• Assignment: The answer is one number: how many lines in the data below hold "evaluated".

The records section start

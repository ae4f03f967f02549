use std::fmt;
use std::sync::Arc;

use hmc_core::errors::ErrorInfo;
use hmc_core::{ensure_finite_action, Action, Complex64, Configuration, Group, HmcError};

use crate::evolver::LoadContext;
use crate::manager::EvolverManager;

/// Change of variables between the proposal manifold and the Monte-Carlo manifold.
pub trait Transform: fmt::Debug + Send {
    /// Stable name under which the type is registered with an [`EvolverManager`].
    fn type_name(&self) -> &'static str;

    /// Maps a configuration from the proposal manifold to the MC manifold.
    ///
    /// Returns the new configuration, the action evaluated there and
    /// `log det J` of this map.
    fn forward(
        &self,
        phi: &Configuration,
    ) -> Result<(Configuration, Complex64, Complex64), HmcError>;

    /// Maps a configuration from the MC manifold back to the proposal manifold.
    ///
    /// The returned log-determinant is that of the *forward* map evaluated at
    /// the returned proposal point, so both legs of a round trip report the
    /// same quantity.
    fn backward(&self, phi: &Configuration) -> Result<(Configuration, Complex64), HmcError>;

    /// Whether `backward ∘ forward` is the identity up to rounding.
    fn exact_inverse(&self) -> bool;

    /// Writes the parameters of the transform into `group`.
    fn save(&self, group: &mut Group, manager: &EvolverManager) -> Result<(), HmcError>;
}

/// Leaves configurations untouched.
#[derive(Debug, Clone)]
pub struct IdentityTransform {
    action: Arc<dyn Action>,
}

impl IdentityTransform {
    /// Registered type name.
    pub const TYPE_NAME: &'static str = "IdentityTransform";

    /// Creates the transform.
    pub fn new(action: Arc<dyn Action>) -> Self {
        Self { action }
    }

    /// Loader registered with the [`EvolverManager`].
    pub fn from_store(
        _group: &Group,
        _manager: &EvolverManager,
        ctx: &LoadContext,
    ) -> Result<Box<dyn Transform>, HmcError> {
        Ok(Box::new(Self::new(Arc::clone(&ctx.action))))
    }
}

impl Transform for IdentityTransform {
    fn type_name(&self) -> &'static str {
        Self::TYPE_NAME
    }

    fn forward(
        &self,
        phi: &Configuration,
    ) -> Result<(Configuration, Complex64, Complex64), HmcError> {
        let action = self.action.eval(phi)?;
        ensure_finite_action(action)?;
        Ok((phi.clone(), action, Complex64::new(0.0, 0.0)))
    }

    fn backward(&self, phi: &Configuration) -> Result<(Configuration, Complex64), HmcError> {
        Ok((phi.clone(), Complex64::new(0.0, 0.0)))
    }

    fn exact_inverse(&self) -> bool {
        true
    }

    fn save(&self, _group: &mut Group, _manager: &EvolverManager) -> Result<(), HmcError> {
        Ok(())
    }
}

/// Affine map `φ_mc = scale · φ_p + shift`.
///
/// An imaginary `shift` moves the integration contour into the complex plane,
/// `scale` rescales the proposal variables. The inverse is exact up to
/// rounding and `log det J = N ln(scale)` is independent of the configuration.
#[derive(Debug, Clone)]
pub struct AffineTransform {
    action: Arc<dyn Action>,
    scale: f64,
    shift: Complex64,
}

impl AffineTransform {
    /// Registered type name.
    pub const TYPE_NAME: &'static str = "AffineTransform";

    /// Creates the transform; `scale` must be positive and finite.
    pub fn new(action: Arc<dyn Action>, scale: f64, shift: Complex64) -> Result<Self, HmcError> {
        if !(scale.is_finite() && scale > 0.0) || !shift.is_finite() {
            return Err(HmcError::Config(
                ErrorInfo::new("invalid-affine", "affine transform needs finite scale > 0 and finite shift")
                    .with_context("scale", scale.to_string())
                    .with_context("shift", shift.to_string()),
            ));
        }
        Ok(Self {
            action,
            scale,
            shift,
        })
    }

    /// Scale factor.
    pub fn scale(&self) -> f64 {
        self.scale
    }

    /// Constant shift.
    pub fn shift(&self) -> Complex64 {
        self.shift
    }

    fn log_det_j(&self, len: usize) -> Complex64 {
        Complex64::new(len as f64 * self.scale.ln(), 0.0)
    }

    /// Loader registered with the [`EvolverManager`].
    pub fn from_store(
        group: &Group,
        _manager: &EvolverManager,
        ctx: &LoadContext,
    ) -> Result<Box<dyn Transform>, HmcError> {
        let scale: f64 = group.read("scale")?;
        let shift: Complex64 = group.read("shift")?;
        Ok(Box::new(Self::new(Arc::clone(&ctx.action), scale, shift)?))
    }
}

impl Transform for AffineTransform {
    fn type_name(&self) -> &'static str {
        Self::TYPE_NAME
    }

    fn forward(
        &self,
        phi: &Configuration,
    ) -> Result<(Configuration, Complex64, Complex64), HmcError> {
        let mapped: Configuration = phi
            .iter()
            .map(|value| *value * self.scale + self.shift)
            .collect::<Vec<_>>()
            .into();
        let action = self.action.eval(&mapped)?;
        ensure_finite_action(action)?;
        Ok((mapped, action, self.log_det_j(phi.len())))
    }

    fn backward(&self, phi: &Configuration) -> Result<(Configuration, Complex64), HmcError> {
        let mapped: Configuration = phi
            .iter()
            .map(|value| (*value - self.shift) / self.scale)
            .collect::<Vec<_>>()
            .into();
        Ok((mapped, self.log_det_j(phi.len())))
    }

    fn exact_inverse(&self) -> bool {
        true
    }

    fn save(&self, group: &mut Group, _manager: &EvolverManager) -> Result<(), HmcError> {
        group.write("scale", &self.scale)?;
        group.write("shift", &self.shift)
    }
}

The records section end

• The answer: 2